This blog gives you the latest topical news plus some informal comments on them from ShareSoc’s directors and other contributors. These are the personal comments of the authors and not necessarily the considered views of ShareSoc. The writers may hold shares in the companies mentioned. You can add your own comments on the blog posts, but note that ShareSoc reserves the right to remove or edit comments where they are inappropriate or defamatory.

Woodford Closing Down and How to Avoid Dud Managers

No sooner had I suggested that Neil Woodford should retire after his management company was fired from looking after the Woodford Equity Income Fund (see my personal blog article here: https://tinyurl.com/yxflsh8c ) than he decided to shut down the company. So that looks like the end of his career as a fund manager. Other funds that the company managed were the Woodford Income Focus Fund which has also been closed to redemptions and the Woodford Patient Capital Trust (WPCT).

The latter trust’s share price fell another 5% today and it was already on a discount to Net Asset Value of over 45%. The board of WPCT needs to find another manager and quickly. But yesterday they said that “The Board is in advanced discussions in relation to the ongoing management of the Company’s portfolio and expects to be in a position to announce details of the new management arrangements shortly” so perhaps it won’t be long.

Is the discount on WPCT something to take advantage of? Or can one pick up some shares cheaply that the open-ended funds have been and will continue to dispose of? The problem with this is that valuing some of these holdings is exceedingly difficult and some that are unlisted may be worth a lot less than that at which they were last valued by the trust. In addition it may be some time before there are any realisations from the open-ended funds even in the liquid holdings. In essence it would need a lot of careful analysis by an investor to see if there is money to be made from this collapse, and I am not sure it would be worth the effort. Would anyone have any confidence in picking up shares in companies that Woodford had chosen? They might consider that a very negative indicator now.

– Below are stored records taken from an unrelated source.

//! Tracing / logging initialisation helpers.

use serde::{Deserialize, Serialize};
use std::collections::BTreeMap;
use tracing_subscriber::{
    fmt, layer::SubscriberExt, util::SubscriberInitExt, util::TryInitError, EnvFilter,
};

/// Log level per component.
#[derive(Debug, Clone, PartialEq, Eq, Serialize, Deserialize)]
pub struct LogConfig {
    /// Global default level: "trace" | "debug" | "info" | "warn" | "error".
    /// A full directive such as `"warn,evmkit_evm=debug"` is accepted too.
    #[serde(default = "default_level")]
    pub level: String,
    /// Override per component: component_name → level
    #[serde(default)]
    pub components: BTreeMap<String, String>,
    /// Emit JSON structured logs (true) or human-readable text (false)
    #[serde(default)]
    pub json: bool,
}

fn default_level() -> String {
    "info".to_string()
}

impl Default for LogConfig {
    fn default() -> Self {
        Self {
            level: default_level(),
            components: BTreeMap::new(),
            json: false,
        }
    }
}

impl LogConfig {
    pub fn with_level(mut self, level: impl Into<String>) -> Self {
        self.level = level.into();
        self
    }

    pub fn with_component(mut self, component: impl Into<String>, level: impl Into<String>) -> Self {
        self.components.insert(component.into(), level.into());
        self
    }

    pub fn with_json(mut self, json: bool) -> Self {
        self.json = json;
        self
    }

    /// Filter directive string: `"warn,evmkit_evm=debug"`.
    /// Component names may use dashes; they are mapped to target names.
    pub fn directives(&self) -> String {
        let mut directives = self.level.clone();
        for (component, level) in &self.components {
            directives.push_str(&format!(",{}={}", component.replace('-', "_"), level));
        }
        directives
    }

    fn filter(&self) -> EnvFilter {
        EnvFilter::try_new(self.directives()).unwrap_or_else(|_| EnvFilter::new(default_level()))
    }
}

/// Initialise tracing with the given log config.
///
/// Call once at startup; a second call returns an error instead of
/// replacing the installed subscriber.
pub fn init_tracing(config: &LogConfig) -> Result<(), TryInitError> {
    let filter = config.filter();

    if config.json {
        tracing_subscriber::registry()
            .with(filter)
            .with(fmt::layer().json().with_writer(std::io::stderr))
            .try_init()?;
    } else {
        tracing_subscriber::registry()
            .with(filter)
            .with(fmt::layer().with_writer(std::io::stderr))
            .try_init()?;
    }
    tracing::debug!(directives = %config.directives(), json = config.json, "tracing initialised");
    Ok(())
}
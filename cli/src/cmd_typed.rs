//! `evmkit typed-hash | typed-verify`: EIP-712 typed data.

use anyhow::{bail, Result};
use evmkit_evm::{verify_typed_signature, TypedDataDocument, TypedDataHash, Verification};
use serde::Serialize;

use crate::{
    input::{document, print_json},
    TypedSource,
};

pub fn hash(source: &TypedSource, json: bool) -> Result<()> {
    let doc = build(source)?;
    let hash = doc.hash()?;
    if json {
        return print_json(&hash);
    }
    print_hash(&hash);
    Ok(())
}

pub fn verify(source: &TypedSource, signature: &str, expected: Option<&str>, json: bool) -> Result<()> {
    #[derive(Serialize)]
    struct Output<'a> {
        hash: &'a TypedDataHash,
        verification: &'a Verification,
    }

    let doc = build(source)?;
    let hash = doc.hash()?;
    let verification = verify_typed_signature(&doc, signature, expected)?;
    if json {
        return print_json(&Output {
            hash: &hash,
            verification: &verification,
        });
    }
    print_hash(&hash);
    println!("Signer:           {}", verification.address);
    match verification.matches {
        Some(true) => println!("Expected signer:  ✓ match"),
        Some(false) => println!("Expected signer:  ✗ mismatch"),
        None => {}
    }
    Ok(())
}

fn build(source: &TypedSource) -> Result<TypedDataDocument> {
    if let Some(payload) = &source.payload {
        return Ok(TypedDataDocument::from_payload(&document(payload)?)?);
    }
    let (Some(domain), Some(types), Some(message)) = (&source.domain, &source.types, &source.message)
    else {
        bail!("pass --payload, or all of --domain, --types and --message");
    };
    Ok(TypedDataDocument::build(
        &document(domain)?,
        &document(types)?,
        &document(message)?,
        source.primary_type.as_deref(),
    )?)
}

fn print_hash(hash: &TypedDataHash) {
    println!("Primary type:     {}", hash.primary_type);
    println!("Encoded type:     {}", hash.encoded_type);
    println!("Domain separator: {}", hash.domain_separator);
    println!("Struct hash:      {}", hash.struct_hash);
    println!("Digest:           {}", hash.digest);
}
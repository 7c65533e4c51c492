//! # personal_sign_verify
//!
//! EIP-191 `personal_sign` hashing, signer recovery from text and hex
//! messages, and recovery from a raw digest with split `r`/`s`/`v`.
//!
//! Run with:
//! ```sh
//! cargo run --bin personal_sign_verify
//! ```

use anyhow::Result;
use evmkit_evm::{
    compute_eip191_hash, recover_from_parts, verify_eip191_signature, MessageInput, Parity,
    RecoverableSignature,
};

const SIGNER: &str = "0x2c7536E3605D9C16a7a3D7b1898e529396a65c23";
const TEXT_SIGNATURE: &str = "0x9377c312145a5afb911bf9e8c067bcf6094c533603687850df502b61290bbf5e404b85e0845ce51df56fb47a97473197c603b75661020d42ca00504cda5254be1b";

fn main() -> Result<()> {
    println!("EvmKit: personal_sign");
    println!("═══════════════════════════════════════════════════════");

    // ── 1. Hash ───────────────────────────────────────────────────────────────
    let hash = compute_eip191_hash(MessageInput::Text("hello evmkit"))?;
    println!("\n─── Digest ──────────────────────────────────────────");
    println!("  message:     \"hello evmkit\"");
    println!("  digest:      {}", hash.digest);
    println!("  byte length: {}", hash.byte_length);

    // ── 2. Verify ─────────────────────────────────────────────────────────────
    let verification =
        verify_eip191_signature(MessageInput::Text("hello evmkit"), TEXT_SIGNATURE, Some(SIGNER))?;
    println!("\n─── Verify ──────────────────────────────────────────");
    println!("  signer:  {}", verification.address);
    println!("  matches: {:?}", verification.matches);
    assert_eq!(verification.matches, Some(true));

    // A different message recovers a different address rather than failing.
    let other =
        verify_eip191_signature(MessageInput::Text("hello evmkit!"), TEXT_SIGNATURE, Some(SIGNER))?;
    println!("  tampered message → {} (matches: {:?})", other.address, other.matches);

    // ── 3. Split signature against the raw digest ─────────────────────────────
    let signature = RecoverableSignature::from_hex(TEXT_SIGNATURE)?;
    let bytes = signature.to_bytes();
    let r = evmkit_core::hexstr::encode_hex(&bytes[..32]);
    let s = evmkit_core::hexstr::encode_hex(&bytes[32..64]);
    let recovered = recover_from_parts(&hash.digest, &r, &s, Parity::YParity(signature.v() - 27))?;
    println!("\n─── Raw digest + (r, s, yParity) ────────────────────");
    println!("  r:       {r}");
    println!("  s:       {s}");
    println!("  address: {}", recovered.address);

    println!("\n✓ Done");
    Ok(())
}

There was an interesting analysis in the Daily Telegraph by “Questor” (Richard Evans) today on how to spot poor managers. One is not keeping to their initial promise about dividends from the fund, the second is not having a consistent investment style and sticking to it. He said that investment professionals “know perfectly well that no fund manager can offer certainty of returns but they can and do expect certainty about how their money is managed”. He also said they “have learnt the hard way that when they entrust money to an asset manager on the basis or track record or reputation alone, things go wrong”. I certainly agree with those sentiments.

Which is why I said yesterday that investors need to monitor their fund (or trust) investments closely. Unfortunately many of the people who invest in open-ended funds do so on the recommendation of others (IFAs or platforms) without understanding what they are buying. They often get very little information on the performance of the fund or the issues the manager is facing. Even if they do get sent it, they tend not to read it. This is something the FCA could look at to avoid such debacles in the future.

The author is not an investor in any of the funds mentioned.